# Spice Cabinet



## Lee Brubaker (Jan 30, 2006)

Hi Folks:

The attached spice cabinet is basically a router project. We live in a four level split & drawers in the kitchen were in short supply.My wife is short hence a spice rack on the back of an upper cabinet door was out. This cabinet sits on the counter nested under the upper cabinets & utilizes a tambour door leaving counter space to the front clear. A drawer at the bottom is used for bulk spices & the spice bottles came from Lee Valley as did the sides to the drawer.Thanks for looking.

Lee


----------



## bobj3 (Jan 17, 2006)

Nice Job Lee 

Maybe post the plans I'm sure many others would like to make one also. 
Or a link to the plans (copy write stuff may come into play if you post them)

It looks like a GREAT router project and all the parts can be made on the router table and with the plunge router.

It also would make a nice bread box,side by side thing...good place to hide the donuts from the boss, hahahahahaha , have a good one... 

NICE JOB 

Bj


----------



## Mike (Nov 22, 2004)

Nicely done Lee! I'm sure your wife will be very pleased. Hey, this could "spice" up your love life as well as your meals!


----------



## Lee Brubaker (Jan 30, 2006)

Sorry Guys: There are no plans, this was a kitchen table design....namely a sketch, followed by the ole procedure listing ie: 1. do this 2. do that etc.

Lee


----------



## Hamlin (Dec 25, 2005)

Lee Brubaker said:


> Sorry Guys: There are no plans, this was a kitchen table design....namely a sketch, followed by the ole procedure listing ie: 1. do this 2. do that etc.
> 
> Lee


Sometimes, those are the best types of plans.

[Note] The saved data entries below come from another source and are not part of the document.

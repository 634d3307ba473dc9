//! Length-prefixed packet frames.
//!
//! ```text
//! ┌──────────────┬────────────────┬──────────────────────┐
//! │ type: u32 BE │ payload: u32 BE│ payload bytes        │
//! └──────────────┴────────────────┴──────────────────────┘
//!   0              4                8 ... 8 + payload
//! ```

use super::wire::{read_u32, write_u32};
use super::CodecError;
use crate::MAX_FRAME_SIZE;

/// Size of the frame header in bytes.
pub const HEADER_SIZE: usize = 8;

/// Largest payload that still fits in one frame.
pub const MAX_PAYLOAD_SIZE: usize = MAX_FRAME_SIZE - HEADER_SIZE;

/// Application-defined packet type tag.
///
/// Zero is reserved for "unknown"; such frames still decode.
#[derive(Clone, Copy, Debug, Default, PartialEq, Eq, Hash, PartialOrd, Ord)]
pub struct PacketType(pub u32);

impl PacketType {
    /// The reserved "unknown" type.
    pub const UNKNOWN: Self = Self(0);

    /// Returns true for the reserved type.
    #[inline]
    #[must_use]
    pub const fn is_unknown(self) -> bool {
        self.0 == 0
    }
}

impl From<u32> for PacketType {
    fn from(value: u32) -> Self {
        Self(value)
    }
}

/// Frame header.
#[derive(Clone, Copy, Debug, Default, PartialEq, Eq)]
pub struct PacketHeader {
    /// Type tag.
    pub packet_type: PacketType,
    /// Payload length in bytes, header excluded.
    pub payload_size: u32,
}

impl PacketHeader {
    /// Returns header plus payload size.
    #[inline]
    #[must_use]
    pub const fn frame_size(&self) -> usize {
        HEADER_SIZE.saturating_add(self.payload_size as usize)
    }

    /// Writes the header into the first [`HEADER_SIZE`] bytes of `buf`.
    ///
    /// # Errors
    ///
    /// [`CodecError::BufferTooSmall`] when `buf` is shorter than a header.
    pub fn encode(&self, buf: &mut [u8]) -> Result<(), CodecError> {
        if buf.len() < HEADER_SIZE {
            return Err(CodecError::BufferTooSmall {
                needed: HEADER_SIZE,
                available: buf.len(),
            });
        }
        write_u32(buf, 0, self.packet_type.0);
        write_u32(buf, 4, self.payload_size);
        Ok(())
    }

    /// Reads a header from the start of `buf`.
    ///
    /// # Errors
    ///
    /// [`CodecError::Truncated`] when `buf` is shorter than a header.
    pub fn decode(buf: &[u8]) -> Result<Self, CodecError> {
        let truncated = CodecError::Truncated {
            needed: HEADER_SIZE,
            available: buf.len(),
        };
        let (packet_type, _) = read_u32(buf, 0).ok_or(truncated)?;
        let (payload_size, _) = read_u32(buf, 4).ok_or(truncated)?;
        Ok(Self {
            packet_type: PacketType(packet_type),
            payload_size,
        })
    }
}

/// A packet: header plus owned payload.
///
/// The header's payload size always equals the payload length.
#[derive(Clone, Debug, Default, PartialEq, Eq)]
pub struct Packet {
    header: PacketHeader,
    payload: Vec<u8>,
}

impl Packet {
    /// Creates an empty packet of `packet_type`.
    #[must_use]
    pub fn new(packet_type: PacketType) -> Self {
        Self {
            header: PacketHeader {
                packet_type,
                payload_size: 0,
            },
            payload: Vec::new(),
        }
    }

    /// Creates a packet carrying a copy of `payload`.
    #[must_use]
    pub fn with_payload(packet_type: PacketType, payload: &[u8]) -> Self {
        let mut packet = Self::new(packet_type);
        packet.set_payload(payload);
        packet
    }

    /// Returns the header.
    #[inline]
    #[must_use]
    pub const fn header(&self) -> &PacketHeader {
        &self.header
    }

    /// Returns the type tag.
    #[inline]
    #[must_use]
    pub const fn packet_type(&self) -> PacketType {
        self.header.packet_type
    }

    /// Sets the type tag.
    pub fn set_type(&mut self, packet_type: PacketType) {
        self.header.packet_type = packet_type;
    }

    /// Returns the payload.
    #[inline]
    #[must_use]
    pub fn payload(&self) -> &[u8] {
        &self.payload
    }

    /// Replaces the payload with a copy of `payload`.
    pub fn set_payload(&mut self, payload: &[u8]) {
        self.payload.clear();
        self.payload.extend_from_slice(payload);
        self.sync_size();
    }

    /// Appends `bytes` to the payload.
    pub fn append_payload(&mut self, bytes: &[u8]) {
        self.payload.extend_from_slice(bytes);
        self.sync_size();
    }

    /// Drops the payload and resets the type to [`PacketType::UNKNOWN`].
    pub fn reset(&mut self) {
        self.header = PacketHeader::default();
        self.payload = Vec::new();
    }

    /// Returns the encoded size of this packet.
    #[inline]
    #[must_use]
    pub fn frame_size(&self) -> usize {
        HEADER_SIZE + self.payload.len()
    }

    fn sync_size(&mut self) {
        // Oversized payloads are rejected at serialize time.
        self.header.payload_size = u32::try_from(self.payload.len()).unwrap_or(u32::MAX);
    }

    /// Encodes the packet into `buf`, returning the bytes written.
    ///
    /// # Errors
    ///
    /// - [`CodecError::FrameTooLarge`] when the frame exceeds [`MAX_FRAME_SIZE`]
    /// - [`CodecError::BufferTooSmall`] when `buf` cannot hold the frame
    pub fn serialize(&self, buf: &mut [u8]) -> Result<usize, CodecError> {
        let size = self.frame_size();
        if size > MAX_FRAME_SIZE {
            return Err(CodecError::FrameTooLarge { size });
        }
        if buf.len() < size {
            return Err(CodecError::BufferTooSmall {
                needed: size,
                available: buf.len(),
            });
        }

        self.header.encode(buf)?;
        buf[HEADER_SIZE..size].copy_from_slice(&self.payload);
        Ok(size)
    }

    /// Encodes the packet into a new vector.
    ///
    /// # Errors
    ///
    /// [`CodecError::FrameTooLarge`] when the frame exceeds [`MAX_FRAME_SIZE`].
    pub fn to_bytes(&self) -> Result<Vec<u8>, CodecError> {
        let mut out = vec![0u8; self.frame_size()];
        self.serialize(&mut out)?;
        Ok(out)
    }

    /// Replaces this packet with the frame at the start of `buf`.
    ///
    /// Bytes past the frame are ignored. On error the packet is unchanged.
    ///
    /// # Errors
    ///
    /// - [`CodecError::Truncated`] when `buf` holds less than the declared frame
    /// - [`CodecError::FrameTooLarge`] when the declared frame exceeds
    ///   [`MAX_FRAME_SIZE`]
    pub fn deserialize(&mut self, buf: &[u8]) -> Result<(), CodecError> {
        let header = PacketHeader::decode(buf)?;
        let size = header.frame_size();
        if size > MAX_FRAME_SIZE {
            return Err(CodecError::FrameTooLarge { size });
        }
        if buf.len() < size {
            return Err(CodecError::Truncated {
                needed: size,
                available: buf.len(),
            });
        }

        if header.packet_type.is_unknown() {
            tracing::warn!("Decoded packet with unknown type ({} byte payload)", header.payload_size);
        }

        self.header = header;
        self.payload = buf[HEADER_SIZE..size].to_vec();
        Ok(())
    }

    /// Decodes the frame at the start of `buf` into a new packet.
    ///
    /// # Errors
    ///
    /// Same as [`Packet::deserialize`].
    pub fn decode(buf: &[u8]) -> Result<Self, CodecError> {
        let mut packet = Self::default();
        packet.deserialize(buf)?;
        Ok(packet)
    }
}

/// Splits one complete frame off the front of a receive buffer.
///
/// Returns the packet and the bytes it occupied, or `None` when the frame
/// has not fully arrived yet. Meant to be called from `on_data_received`,
/// returning the summed consumed counts.
///
/// # Errors
///
/// [`CodecError::FrameTooLarge`] as soon as the header declares a frame that
/// can never fit; the stream cannot be resynchronized after that.
pub fn split_frame(buf: &[u8]) -> Result<Option<(Packet, usize)>, CodecError> {
    if buf.len() < HEADER_SIZE {
        return Ok(None);
    }
    let header = PacketHeader::decode(buf)?;
    let size = header.frame_size();
    if size > MAX_FRAME_SIZE {
        return Err(CodecError::FrameTooLarge { size });
    }
    if buf.len() < size {
        return Ok(None);
    }
    Packet::decode(buf).map(|packet| Some((packet, size)))
}
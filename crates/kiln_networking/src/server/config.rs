//! Server configuration.

use std::net::{IpAddr, Ipv4Addr};

use serde::Deserialize;

use crate::config::{require_nonzero, ConfigError, ConfigResult};
use crate::{DEFAULT_BUFFER_SIZE, DEFAULT_MAX_CLIENTS, DEFAULT_PORT};

/// Server configuration.
#[derive(Clone, Debug, PartialEq, Eq, Deserialize)]
#[serde(default)]
pub struct ServerConfig {
    /// Local address to bind.
    pub bind_address: IpAddr,
    /// Port to listen on; 0 lets the OS choose.
    pub port: u16,
    /// Maximum concurrently connected peers.
    pub max_clients: usize,
    /// Listen backlog.
    pub backlog: i32,
    /// Per-peer outbound buffer capacity in bytes.
    pub send_buffer_size: usize,
    /// Per-peer inbound buffer capacity in bytes.
    pub recv_buffer_size: usize,
    /// Set `SO_REUSEADDR` on the listener.
    pub reuse_address: bool,
    /// Disable Nagle's algorithm on accepted connections.
    pub nodelay: bool,
}

impl Default for ServerConfig {
    fn default() -> Self {
        Self {
            bind_address: IpAddr::V4(Ipv4Addr::UNSPECIFIED),
            port: DEFAULT_PORT,
            max_clients: DEFAULT_MAX_CLIENTS,
            backlog: 128,
            send_buffer_size: DEFAULT_BUFFER_SIZE,
            recv_buffer_size: DEFAULT_BUFFER_SIZE,
            reuse_address: true,
            nodelay: true,
        }
    }
}

impl ServerConfig {
    /// Checks value ranges.
    ///
    /// # Errors
    ///
    /// [`ConfigError::Invalid`] for a zero buffer size or peer cap, or a
    /// non-positive backlog.
    pub fn validate(&self) -> ConfigResult<()> {
        require_nonzero("server.max_clients", self.max_clients)?;
        require_nonzero("server.send_buffer_size", self.send_buffer_size)?;
        require_nonzero("server.recv_buffer_size", self.recv_buffer_size)?;
        if self.backlog <= 0 {
            return Err(ConfigError::Invalid(format!(
                "server.backlog must be positive, got {}",
                self.backlog
            )));
        }
        Ok(())
    }
}
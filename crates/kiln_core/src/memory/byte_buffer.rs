//! # Byte Buffer
//!
//! A linear byte buffer with read/write cursors and compaction.

use std::fmt;

use crate::error::{CoreError, CoreResult};

/// A fixed-capacity byte queue.
///
/// Bytes are appended at the write cursor and consumed from the read cursor.
/// When the tail runs out of room the unread bytes are moved back to the
/// front, so both [`readable`](Self::readable) and
/// [`writable`](Self::writable) are always single contiguous slices covering
/// the whole used and free regions respectively.
///
/// # Thread Safety
///
/// This buffer is NOT thread-safe. Each client and each peer owns its own.
///
/// # Example
///
/// ```rust
/// use kiln_core::ByteBuffer;
///
/// let mut buffer = ByteBuffer::with_capacity(8).unwrap();
/// assert!(buffer.write(&[1, 2, 3]));
/// assert!(!buffer.write(&[0; 6])); // only 5 bytes free
///
/// let region = buffer.writable();
/// region[..2].copy_from_slice(&[4, 5]);
/// buffer.commit(2);
///
/// assert_eq!(buffer.readable(), &[1, 2, 3, 4, 5]);
/// ```
pub struct ByteBuffer {
    /// Backing storage, sized once.
    storage: Box<[u8]>,
    /// Offset of the first unread byte.
    read: usize,
    /// Offset one past the last written byte.
    write: usize,
}

impl ByteBuffer {
    /// Creates a buffer able to hold `capacity` bytes.
    ///
    /// # Errors
    ///
    /// Returns [`CoreError::OutOfMemory`] when the backing store cannot be
    /// reserved.
    pub fn with_capacity(capacity: usize) -> CoreResult<Self> {
        let mut storage = Vec::new();
        storage
            .try_reserve_exact(capacity)
            .map_err(|_| CoreError::OutOfMemory { requested: capacity })?;
        storage.resize(capacity, 0);

        Ok(Self {
            storage: storage.into_boxed_slice(),
            read: 0,
            write: 0,
        })
    }

    /// Returns the total capacity in bytes.
    #[inline]
    #[must_use]
    pub fn capacity(&self) -> usize {
        self.storage.len()
    }

    /// Returns the number of unread bytes.
    #[inline]
    #[must_use]
    pub const fn used(&self) -> usize {
        self.write - self.read
    }

    /// Returns the number of bytes that can still be written.
    #[inline]
    #[must_use]
    pub fn free(&self) -> usize {
        self.capacity() - self.used()
    }

    /// Returns true if there is nothing to read.
    #[inline]
    #[must_use]
    pub const fn is_empty(&self) -> bool {
        self.read == self.write
    }

    /// Returns true if no more bytes can be written.
    #[inline]
    #[must_use]
    pub fn is_full(&self) -> bool {
        self.free() == 0
    }

    /// Appends `src` in full, or not at all.
    ///
    /// Returns false when fewer than `src.len()` bytes are free.
    pub fn write(&mut self, src: &[u8]) -> bool {
        if src.len() > self.free() {
            return false;
        }
        if src.is_empty() {
            return true;
        }
        if self.capacity() - self.write < src.len() {
            self.compact();
        }

        self.storage[self.write..self.write + src.len()].copy_from_slice(src);
        self.write += src.len();
        true
    }

    /// Returns all unread bytes.
    #[inline]
    #[must_use]
    pub fn readable(&self) -> &[u8] {
        &self.storage[self.read..self.write]
    }

    /// Marks up to `n` bytes as read and returns how many were consumed.
    pub fn consume(&mut self, n: usize) -> usize {
        let n = n.min(self.used());
        self.read += n;
        if self.read == self.write {
            self.read = 0;
            self.write = 0;
        }
        n
    }

    /// Returns the whole free region as one slice.
    ///
    /// Bytes placed here become readable after [`commit`](Self::commit).
    pub fn writable(&mut self) -> &mut [u8] {
        self.compact();
        &mut self.storage[self.write..]
    }

    /// Publishes up to `n` bytes previously placed in [`writable`](Self::writable).
    pub fn commit(&mut self, n: usize) -> usize {
        let n = n.min(self.capacity() - self.write);
        self.write += n;
        n
    }

    /// Drops all unread bytes.
    pub fn clear(&mut self) {
        self.read = 0;
        self.write = 0;
    }

    /// Moves unread bytes to the front of the storage.
    fn compact(&mut self) {
        if self.read == 0 {
            return;
        }
        self.storage.copy_within(self.read..self.write, 0);
        self.write -= self.read;
        self.read = 0;
    }
}

impl fmt::Debug for ByteBuffer {
    fn fmt(&self, f: &mut fmt::Formatter<'_>) -> fmt::Result {
        f.debug_struct("ByteBuffer")
            .field("capacity", &self.capacity())
            .field("used", &self.used())
            .finish()
    }
}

Very nicely done Lee. 

Ken


----------



## bobj3 (Jan 17, 2006)

Lee
It's time to put it on paper and share your best...  with 8,000 others.

Here's a link to software that let you do that and it's FREE
It's a great tool just for that and other things also.

Paint.NET 2.6.2
http://www.majorgeeks.com/download.php?det=4548

Paint.NET is image and photo manipulation software designed to be used on computers that run Windows XP or 2000. 
Paint.NET is jointly developed at Washington State University with additional help from Microsoft, and is meant to be a free replacement for the MS Paint software that comes with all Windows operating systems.

The programming language used to create Paint.NET is C#, with GDI+ extensions.

Paint.NET has many of the powerful features that expensive commercial applications have, including the ability to use layers.

This is the second semester that Paint.NET has been a project at Washington State University, and we have the goal of adding as much functionality as expensive commercial applications provide, but of course, for free!

See snapshot below ▼


Bj


----------



## Lee Brubaker (Jan 30, 2006)

I had a look however my computer is getting long of tooth & runs Windows 98SE which does not seem to be a suitable platform for Paint NET.

Lee


----------



## bobj3 (Jan 17, 2006)

Lee
Give this one a shot it will run on win98se 

It's also FREE

mtPaint 2.31
http://www.majorgeeks.com/mtPaint_d5119.html

Bj


----------



## Lee Brubaker (Jan 30, 2006)

Bobj3: You will recall that I posted this almost 2 years ago. I'm excited. The Canadian Woodworking Magazine's March/April edition has published an article on this spice cabinet which I designed & built for my wife. It is complete with plans. Whoohee ! I'm now a published Hobbyist.

Lee


----------



## kp91 (Sep 10, 2004)

Great Job, Lee! Will you be signing autographed copies? Congrats on a great project and on being published


----------



## chippypah (Dec 24, 2007)

Very Nice Lee, great looking spice rack.
Cheers
Pete


----------